"Dois homens ficaram ontem feridos com gravidade na sequência de agressões entre dois grupos no interior de um comboio, junto à estação de Oeiras", dizia o Diário de Notícias a 30 de Junho.
Nunca me senti particularmente insegura no comboio da linha de Cascais, mas é um facto que a violência aumenta durante os meses de Verão. Os desocupados resolvem mudar o que fazem durante todo o ano para as praias da linha e, com isso, vêm os conflitos que provocam nos transportes.
No meio destes factos, gostava de destacar a coragem dos revisores, obrigados a lidar com situações em que a insolência de jovens sem pingo de moral os coloca em posições difíceis de gerir.
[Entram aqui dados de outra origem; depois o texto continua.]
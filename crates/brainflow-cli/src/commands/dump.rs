//! Brain dump command: extract, classify, optionally save.

use clap::Args;
use std::path::PathBuf;

use brainflow_core::{
    process_brain_dump, BrainDumpItem, BrainDumpSummary, Config, EnergyCategory,
    EnergyClassifier, Inbox, TaskExtractor,
};

#[derive(Args)]
pub struct DumpArgs {
    /// Brain dump text (reads stdin when omitted)
    pub text: Option<String>,
    /// Read the brain dump from a file
    #[arg(long)]
    pub file: Option<PathBuf>,
    /// Output as JSON
    #[arg(long)]
    pub json: bool,
    /// Append the items to the inbox
    #[arg(long)]
    pub save: bool,
}

pub fn run(args: DumpArgs, config: &Config) -> Result<(), Box<dyn std::error::Error>> {
    let text = super::read_input(args.text, args.file)?;
    let extractor = TaskExtractor::with_config(config.extractor.clone());
    let items = process_brain_dump(&text, &extractor, &EnergyClassifier::new());

    if args.json || config.output.json {
        println!("{}", serde_json::to_string_pretty(&items)?);
    } else {
        print_items(&items);
        let summary = BrainDumpSummary::from_items(&items);
        println!("\n{}", format_summary(&summary));
    }

    if args.save && !items.is_empty() {
        let mut inbox = Inbox::open()?;
        let count = items.len();
        tracing::debug!(count, existing = inbox.len(), "appending to inbox");
        inbox.append(items);
        inbox.save()?;
        eprintln!("Saved {count} item(s) to {}", inbox.path().display());
    }
    Ok(())
}

/// One line per item: `[CATEGORY] text (confidence)`.
pub fn print_items(items: &[BrainDumpItem]) {
    if items.is_empty() {
        println!("No tasks found.");
        return;
    }
    for item in items {
        match (&item.category, &item.error) {
            (Some(category), _) => {
                let confidence = match (item.overridden, item.confidence) {
                    (true, _) => "manual".to_string(),
                    (false, Some(c)) => c.to_string(),
                    (false, None) => "-".to_string(),
                };
                println!(
                    "{}  [{:<6}] {} ({})",
                    super::short_id(&item.id),
                    category.as_str(),
                    item.text,
                    confidence
                );
            }
            (None, Some(err)) => {
                println!("{}  [  ??  ] {} ({})", super::short_id(&item.id), item.text, err);
            }
            (None, None) => println!("{}  [  ??  ] {}", super::short_id(&item.id), item.text),
        }
    }
}

pub fn format_summary(summary: &BrainDumpSummary) -> String {
    let counts: Vec<String> = EnergyCategory::ALL
        .iter()
        .map(|c| {
            let n = summary.by_category.get(c.as_str()).copied().unwrap_or(0);
            format!("{} {}", c.as_str(), n)
        })
        .collect();
    format!("{} task(s): {}", summary.total, counts.join(", "))
}
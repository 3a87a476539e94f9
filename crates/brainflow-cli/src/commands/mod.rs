pub mod classify;
pub mod config;
pub mod dump;
pub mod extract;
pub mod inbox;

use std::io::Read;
use std::path::PathBuf;

/// Brain dump text from the positional argument, a file, or stdin.
pub fn read_input(
    text: Option<String>,
    file: Option<PathBuf>,
) -> Result<String, Box<dyn std::error::Error>> {
    match (text, file) {
        (Some(_), Some(_)) => Err("pass either TEXT or --file, not both".into()),
        (Some(text), None) => Ok(text),
        (None, Some(path)) => std::fs::read_to_string(&path)
            .map_err(|e| format!("cannot read {}: {e}", path.display()).into()),
        (None, None) => {
            let mut buf = String::new();
            std::io::stdin().read_to_string(&mut buf)?;
            Ok(buf)
        }
    }
}

/// First eight characters of an item id.
pub fn short_id(id: &str) -> &str {
    id.get(..8).unwrap_or(id)
}
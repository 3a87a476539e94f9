//! Whole-text signals that the input holds more than one task.
//!
//! When the standard pass collapses to a single fragment but these signals
//! fire, the extractor retries with the aggressive split mode.

use std::sync::LazyLock;

use regex::Regex;

use super::validity::count_action_verbs;

/// Signals at or above this count suggest multiple tasks.
pub const MULTI_TASK_THRESHOLD: usize = 2;

static LINE_MARKER: LazyLock<Regex> = LazyLock::new(|| {
    match Regex::new(r"(?m)^\s*(?:[•\-*+]|\d+[.):\-])\s*") {
        Ok(regex) => regex,
        Err(err) => panic!("line marker regex is invalid: {err}"),
    }
});

static CONNECTOR_PHRASE: LazyLock<Regex> = LazyLock::new(|| {
    match Regex::new(r"(?i)\band\s+then\b|\bthen\b|\bafter\s+that\b|\bnext\b|\balso\b|,\s*and\b") {
        Ok(regex) => regex,
        Err(err) => panic!("connector phrase regex is invalid: {err}"),
    }
});

/// Count structural separators across the whole raw text.
///
/// Line breaks count only between non-blank lines, so trailing newlines do
/// not inflate the total. "and then" counts once as a phrase and once for
/// its "then".
pub fn count_separators(text: &str) -> usize {
    let line_breaks = text
        .lines()
        .filter(|l| !l.trim().is_empty())
        .count()
        .saturating_sub(1);
    let markers = LINE_MARKER.find_iter(text).count();
    let semicolons = text.matches(';').count();
    let connectors = text
        .lines()
        .map(|line| {
            let and_then = line.to_lowercase().matches("and then").count();
            CONNECTOR_PHRASE.find_iter(line).count() + and_then
        })
        .sum::<usize>();

    line_breaks + markers + semicolons + connectors
}

/// Whether the raw text signals several tasks.
pub fn signals_multiple_tasks(text: &str) -> bool {
    count_separators(text) >= MULTI_TASK_THRESHOLD
        || count_action_verbs(text) >= MULTI_TASK_THRESHOLD
}

#[cfg(test)]
mod tests {
    use super::*;

    #[test]
    fn counts_lines_markers_and_semicolons() {
        assert_eq!(count_separators("- a\n- b\n"), 3);
        assert_eq!(count_separators("one; two; three"), 2);
        assert_eq!(count_separators("plain sentence"), 0);
    }

    #[test]
    fn counts_connector_phrases() {
        assert_eq!(count_separators("x and then y"), 2);
        assert_eq!(count_separators("do this next"), 1);
        assert_eq!(count_separators("eggs, and milk"), 1);
    }

    #[test]
    fn verbs_or_separators_signal_multiple() {
        assert!(signals_multiple_tasks("call mom pay rent"));
        assert!(signals_multiple_tasks("groceries; laundry; dishes"));
        assert!(!signals_multiple_tasks("groceries"));
    }
}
Muitas vezes são os gangues, sim, que levantam problemas. Há umas semanas eram cerca de dez rapazes, não mais de 20 anos. Entraram no comboio sem tshirts, com música alta e cada um levando uma garrafa de bebidas alcoólicas. O que podia ter feito o revisor nesta situação? Pois, não muito. Apenas lhes pediu que se vestissem.
Há que aumentar o policiamento nestas linhas. Não precisa de ser intenso ou regular, apenas o suficiente para estabelecer a certeza da segurança, capaz de dissuadir acções perturbadoras do bom funcionamento desse serviço tão necessário que é o comboio.